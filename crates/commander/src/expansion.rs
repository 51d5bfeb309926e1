//! Fan-out expansion and the preview builder
//!
//! [`expand_fan_out`] is the single rule used both when previewing a plan and
//! when executing it, so both see the same per-member calls for the same team.

use db::models::team_member::TeamMember;
use serde::{Deserialize, Serialize};
use serde_json::Value;
use sqlx::SqlitePool;

use crate::{
    brain::ToolCall,
    catalog,
    operations::{CreateRequirementArgs, CreateRequirementForEachMemberArgs, Operation},
};

/// One pending write as shown to the operator before confirmation
#[derive(Debug, Clone, PartialEq, Serialize, Deserialize)]
#[serde(rename_all = "camelCase")]
pub struct PreviewEntry {
    pub tool_call_id: String,
    pub operation_name: String,
    pub arguments: Value,
    pub description: String,
}

fn role_matches(member: &TeamMember, role: Option<&str>) -> bool {
    match role.map(str::trim).filter(|r| !r.is_empty()) {
        None => true,
        Some(role) => member
            .role
            .as_deref()
            .is_some_and(|r| r.trim().eq_ignore_ascii_case(role)),
    }
}

/// One `create_requirement` per member matching the role filter, in roster order.
pub fn expand_fan_out(
    args: &CreateRequirementForEachMemberArgs,
    members: &[TeamMember],
) -> Vec<CreateRequirementArgs> {
    members
        .iter()
        .filter(|m| role_matches(m, args.role.as_deref()))
        .map(|m| {
            let mut fields = args.fields.clone();
            fields.name = format!("{} - {}", args.fields.name, m.nickname);
            CreateRequirementArgs {
                project_id: args.project_id.clone(),
                owner_id: Some(m.id.to_string()),
                template_id: args.template_id.clone(),
                fields,
            }
        })
        .collect()
}

/// Render the pending writes of `plan` without executing anything.
///
/// Reads are omitted; fan-out calls become one entry per matching member.
pub async fn build_preview(
    pool: &SqlitePool,
    plan: &[ToolCall],
) -> Result<Vec<PreviewEntry>, sqlx::Error> {
    let mut members: Option<Vec<TeamMember>> = None;
    let mut entries = Vec::new();

    for call in plan {
        if catalog::is_read(&call.name) {
            continue;
        }

        match Operation::parse(&call.name, &call.arguments) {
            Ok(Operation::CreateRequirementForEachMember(args)) => {
                if members.is_none() {
                    members = Some(TeamMember::find_all(pool).await?);
                }
                let roster = members.as_deref().unwrap_or(&[]);
                for sub in expand_fan_out(&args, roster) {
                    let op = Operation::CreateRequirement(sub);
                    entries.push(PreviewEntry {
                        tool_call_id: call.id.clone(),
                        operation_name: op.name().to_string(),
                        arguments: op.arguments(),
                        description: op.describe(),
                    });
                }
            }
            Ok(op) => entries.push(PreviewEntry {
                tool_call_id: call.id.clone(),
                operation_name: op.name().to_string(),
                arguments: op.arguments(),
                description: op.describe(),
            }),
            // Shown anyway so the operator sees what will fail.
            Err(_) => entries.push(PreviewEntry {
                tool_call_id: call.id.clone(),
                operation_name: call.name.clone(),
                arguments: call.arguments.clone(),
                description: catalog::describe(&call.name, &call.arguments),
            }),
        }
    }

    tracing::info!(
        "[COMMAND] Preview built: {} call(s) -> {} pending write(s)",
        plan.len(),
        entries.len()
    );

    Ok(entries)
}
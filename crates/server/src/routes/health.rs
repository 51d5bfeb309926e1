use axum::{extract::State, http::StatusCode, response::Json as ResponseJson};
use serde::Serialize;

use crate::{AppState, response::ApiResponse};

#[derive(Debug, Serialize)]
pub struct HealthStatus {
    pub status: &'static str,
    pub version: &'static str,
    pub database: bool,
}

pub async fn health_check(
    State(state): State<AppState>,
) -> (StatusCode, ResponseJson<ApiResponse<HealthStatus>>) {
    let database = match sqlx::query("SELECT 1").execute(&state.db.pool).await {
        Ok(_) => true,
        Err(e) => {
            tracing::warn!("Health check could not reach the database: {}", e);
            false
        }
    };

    let status = HealthStatus {
        status: if database { "ok" } else { "degraded" },
        version: env!("CARGO_PKG_VERSION"),
        database,
    };
    let code = if database {
        StatusCode::OK
    } else {
        StatusCode::SERVICE_UNAVAILABLE
    };

    (code, ResponseJson(ApiResponse::success(status)))
}

#[cfg(test)]
mod tests {
    use axum::{body::Body, http::Request};
    use tower::ServiceExt;

    use super::*;
    use crate::test_utils::{body_json, test_app};

    #[tokio::test]
    async fn test_health_reports_database() {
        let (app, _) = test_app(Vec::new()).await;

        let response = app
            .oneshot(Request::builder().uri("/api/health").body(Body::empty()).unwrap())
            .await
            .unwrap();

        assert_eq!(response.status(), StatusCode::OK);
        let body = body_json(response).await;
        assert_eq!(body["data"]["status"], "ok");
        assert_eq!(body["data"]["database"], true);
    }

    #[tokio::test]
    async fn test_health_degraded_when_pool_closed() {
        let (app, state) = test_app(Vec::new()).await;
        state.db.pool.close().await;

        let response = app
            .oneshot(Request::builder().uri("/api/health").body(Body::empty()).unwrap())
            .await
            .unwrap();

        assert_eq!(response.status(), StatusCode::SERVICE_UNAVAILABLE);
    }
}
use std::{path::Path, str::FromStr};

use sqlx::{
    Error, Pool, Sqlite,
    sqlite::{SqliteConnectOptions, SqlitePoolOptions},
};

pub mod models;

#[derive(Clone)]
pub struct DBService {
    pub pool: Pool<Sqlite>,
}

impl DBService {
    /// Open (or create) the SQLite database at `path` and run pending migrations.
    pub async fn new(path: impl AsRef<Path>) -> Result<DBService, Error> {
        let database_url = format!("sqlite://{}", path.as_ref().to_string_lossy());
        let options = SqliteConnectOptions::from_str(&database_url)?
            .create_if_missing(true)
            .foreign_keys(true);
        let pool = SqlitePoolOptions::new()
            .max_connections(5)
            .connect_with(options)
            .await?;
        sqlx::migrate!("./migrations").run(&pool).await?;
        tracing::info!("Database ready at {}", path.as_ref().display());
        Ok(DBService { pool })
    }

    /// Private in-memory database, used by tests across the workspace.
    ///
    /// Every call yields an isolated database: the pool holds exactly one
    /// connection that is never recycled, so the schema lives as long as the pool.
    pub async fn new_in_memory() -> Result<DBService, Error> {
        let options = SqliteConnectOptions::from_str("sqlite::memory:")?.foreign_keys(true);
        let pool = SqlitePoolOptions::new()
            .max_connections(1)
            .min_connections(1)
            .idle_timeout(None)
            .max_lifetime(None)
            .connect_with(options)
            .await?;
        sqlx::migrate!("./migrations").run(&pool).await?;
        Ok(DBService { pool })
    }
}
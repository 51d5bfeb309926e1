pub mod rate_limit;
pub mod request_id;

pub use rate_limit::{
    CallerId, FixedWindowLimiter, RateLimitConfig, RateLimitDecision, RateLimitExceeded,
};
pub use request_id::{REQUEST_ID_HEADER, RequestId, request_id_middleware};
use axum::{
    extract::Request,
    http::{HeaderValue, header::HeaderName},
    middleware::Next,
    response::Response,
};
use tracing::Instrument;
use uuid::Uuid;

pub const REQUEST_ID_HEADER: &str = "x-request-id";

/// Propagates `x-request-id` (or mints a UUID) and runs the rest of the stack
/// inside a span carrying it, so every pipeline log line can be correlated.
pub async fn request_id_middleware(mut request: Request, next: Next) -> Response {
    let request_id = request
        .headers()
        .get(REQUEST_ID_HEADER)
        .and_then(|v| v.to_str().ok())
        .filter(|v| !v.trim().is_empty())
        .map(|s| s.to_string())
        .unwrap_or_else(|| Uuid::new_v4().to_string());

    let span = tracing::info_span!(
        "request",
        request_id = %request_id,
        method = %request.method(),
        path = %request.uri().path(),
    );

    request.extensions_mut().insert(RequestId(request_id.clone()));

    let mut response = next.run(request).instrument(span).await;

    if let Ok(header_value) = HeaderValue::from_str(&request_id) {
        response
            .headers_mut()
            .insert(HeaderName::from_static(REQUEST_ID_HEADER), header_value);
    }

    response
}

#[derive(Clone, Debug)]
pub struct RequestId(pub String);

impl RequestId {
    pub fn as_str(&self) -> &str {
        &self.0
    }
}
//! Invocation boundary: one request in, one response out

use std::{sync::Arc, time::Instant};

use serde::{Deserialize, Serialize};
use sqlx::SqlitePool;
use uuid::Uuid;

use crate::{
    audit::AuditLogger,
    brain::{build_provider, FailureCategory, LLMProviderTrait, ToolCall},
    catalog,
    config::CommandConfig,
    executor::{summary_message, ExecutionEngine, OperationResult},
    expansion::{build_preview, PreviewEntry},
    orchestrator::RoundOrchestrator,
    resolver::EntityDictionary,
    CommandError, Result,
};

const NOTHING_TO_DO: &str = "I couldn't find anything to do in that instruction.";

#[derive(Debug, Clone, Default, Serialize, Deserialize)]
#[serde(rename_all = "camelCase")]
pub struct CommandRequest {
    #[serde(default)]
    pub instruction: String,
    /// Stop after planning and return a preview instead of executing
    #[serde(default)]
    pub preview_only: bool,
    /// A plan returned by an earlier preview; skips the reasoning rounds
    #[serde(default)]
    pub confirmed_plan: Option<Vec<ToolCall>>,
    /// Appended verbatim to the system prompt
    #[serde(default)]
    pub extra_rules: Option<String>,
    #[serde(default)]
    pub automation_id: Option<String>,
}

#[derive(Debug, Clone, PartialEq, Serialize, Deserialize)]
#[serde(untagged)]
pub enum ResponseOperations {
    Results(Vec<OperationResult>),
    Preview(Vec<PreviewEntry>),
}

impl ResponseOperations {
    pub fn len(&self) -> usize {
        match self {
            ResponseOperations::Results(r) => r.len(),
            ResponseOperations::Preview(p) => p.len(),
        }
    }

    pub fn is_empty(&self) -> bool {
        self.len() == 0
    }
}

#[derive(Debug, Clone, Serialize, Deserialize)]
#[serde(rename_all = "camelCase")]
pub struct CommandResponse {
    pub success: bool,
    pub message: String,
    pub operations: ResponseOperations,
    #[serde(default, skip_serializing_if = "Option::is_none")]
    pub preview: Option<bool>,
    #[serde(default, skip_serializing_if = "Option::is_none")]
    pub plan: Option<Vec<ToolCall>>,
    pub execution_time_ms: u64,
    #[serde(default, skip_serializing_if = "Option::is_none")]
    pub log_id: Option<Uuid>,
    #[serde(default, skip_serializing_if = "Option::is_none")]
    pub error_category: Option<FailureCategory>,
    /// Technical detail kept apart from the user-facing message
    #[serde(default, skip_serializing_if = "Option::is_none")]
    pub error_detail: Option<String>,
}

impl CommandResponse {
    fn no_action(message: String, execution_time_ms: u64, log_id: Option<Uuid>) -> Self {
        Self {
            success: false,
            message,
            operations: ResponseOperations::Results(Vec::new()),
            preview: None,
            plan: None,
            execution_time_ms,
            log_id,
            error_category: None,
            error_detail: None,
        }
    }
}

fn elapsed_ms(started: Instant) -> u64 {
    u64::try_from(started.elapsed().as_millis()).unwrap_or(u64::MAX)
}

pub struct CommandService {
    pool: SqlitePool,
    provider: Arc<dyn LLMProviderTrait>,
    config: CommandConfig,
}

impl CommandService {
    pub fn new(pool: SqlitePool, provider: Arc<dyn LLMProviderTrait>, config: CommandConfig) -> Self {
        Self {
            pool,
            provider,
            config,
        }
    }

    pub fn from_config(pool: SqlitePool, config: CommandConfig) -> Self {
        let provider = build_provider(&config.llm);
        Self::new(pool, provider, config)
    }

    pub async fn handle(&self, request: CommandRequest) -> Result<CommandResponse> {
        let started = Instant::now();
        let automation_id = request.automation_id.as_deref();
        let instruction = request.instruction.trim();

        if let Some(plan) = request.confirmed_plan {
            tracing::info!("[COMMAND] Executing confirmed plan ({} call(s))", plan.len());
            return Ok(self.execute_plan(instruction, plan, started, automation_id).await);
        }

        if instruction.is_empty() {
            return Err(CommandError::InvalidRequest(
                "instruction must not be empty".to_string(),
            ));
        }

        if !self.provider.is_configured() {
            return Err(CommandError::ConfigError(format!(
                "{} reasoning backend is not configured (is OPENAI_API_KEY set?)",
                self.provider.name()
            )));
        }

        tracing::info!(
            "[COMMAND] New instruction (preview_only={}): {}",
            request.preview_only,
            instruction
        );

        let audit = AuditLogger::new(&self.pool);
        let dictionary = EntityDictionary::build(&self.pool, &self.config.default_assignee).await?;
        let orchestrator = RoundOrchestrator::new(
            self.provider.as_ref(),
            &self.pool,
            self.config.llm.chat_config(),
            self.config.max_rounds,
        );

        let outcome = match orchestrator
            .run(instruction, &dictionary, request.extra_rules.as_deref())
            .await
        {
            Ok(outcome) => outcome,
            Err(e) => {
                tracing::warn!("[COMMAND] Reasoning backend failed: {}", e);
                let elapsed = elapsed_ms(started);
                let log_id = audit
                    .record_failure(instruction, "reasoning", &e.to_string(), elapsed, automation_id)
                    .await;
                return Ok(CommandResponse {
                    error_category: Some(e.category()),
                    error_detail: Some(e.to_string()),
                    ..CommandResponse::no_action(e.user_message().to_string(), elapsed, log_id)
                });
            }
        };

        let has_writes = outcome
            .tool_calls
            .iter()
            .any(|c| !catalog::is_read(&c.name));
        if !has_writes {
            let message = outcome
                .reply
                .filter(|r| !r.trim().is_empty())
                .unwrap_or_else(|| NOTHING_TO_DO.to_string());
            tracing::info!("[COMMAND] No actionable calls after {} round(s)", outcome.rounds);
            let elapsed = elapsed_ms(started);
            let log_id = audit
                .record_failure(instruction, "no_action", &message, elapsed, automation_id)
                .await;
            return Ok(CommandResponse::no_action(message, elapsed, log_id));
        }

        if request.preview_only {
            let preview = build_preview(&self.pool, &outcome.tool_calls).await?;
            if preview.is_empty() {
                tracing::info!("[COMMAND] Preview expanded to no operations");
                return Ok(CommandResponse {
                    preview: Some(true),
                    ..CommandResponse::no_action(NOTHING_TO_DO.to_string(), elapsed_ms(started), None)
                });
            }
            return Ok(CommandResponse {
                success: true,
                message: format!("{} operation(s) ready for confirmation.", preview.len()),
                operations: ResponseOperations::Preview(preview),
                preview: Some(true),
                plan: Some(outcome.tool_calls),
                execution_time_ms: elapsed_ms(started),
                log_id: None,
                error_category: None,
                error_detail: None,
            });
        }

        Ok(self
            .execute_plan(instruction, outcome.tool_calls, started, automation_id)
            .await)
    }

    async fn execute_plan(
        &self,
        instruction: &str,
        plan: Vec<ToolCall>,
        started: Instant,
        automation_id: Option<&str>,
    ) -> CommandResponse {
        let engine = ExecutionEngine::new(&self.pool, &self.config.default_assignee);
        let results = engine.execute(&plan).await;
        let message = summary_message(&results);
        let success = !results.is_empty() && results.iter().all(OperationResult::is_success);

        let elapsed = elapsed_ms(started);
        let log_id = AuditLogger::new(&self.pool)
            .record(instruction, &results, elapsed, automation_id)
            .await;

        tracing::info!("[COMMAND] {}", message);

        CommandResponse {
            success,
            message,
            operations: ResponseOperations::Results(results),
            preview: None,
            plan: None,
            execution_time_ms: elapsed,
            log_id,
            error_category: None,
            error_detail: None,
        }
    }
}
+ + +
• _Directions_
Find all the lines containing "SqliteConnectOptions" in the material, then copy them.

• _Solution_
    sqlite::{SqliteConnectOptions, SqlitePoolOptions},
        let options = SqliteConnectOptions::from_str(&database_url)?
        let options = SqliteConnectOptions::from_str("sqlite::memory:")?.foreign_keys(true);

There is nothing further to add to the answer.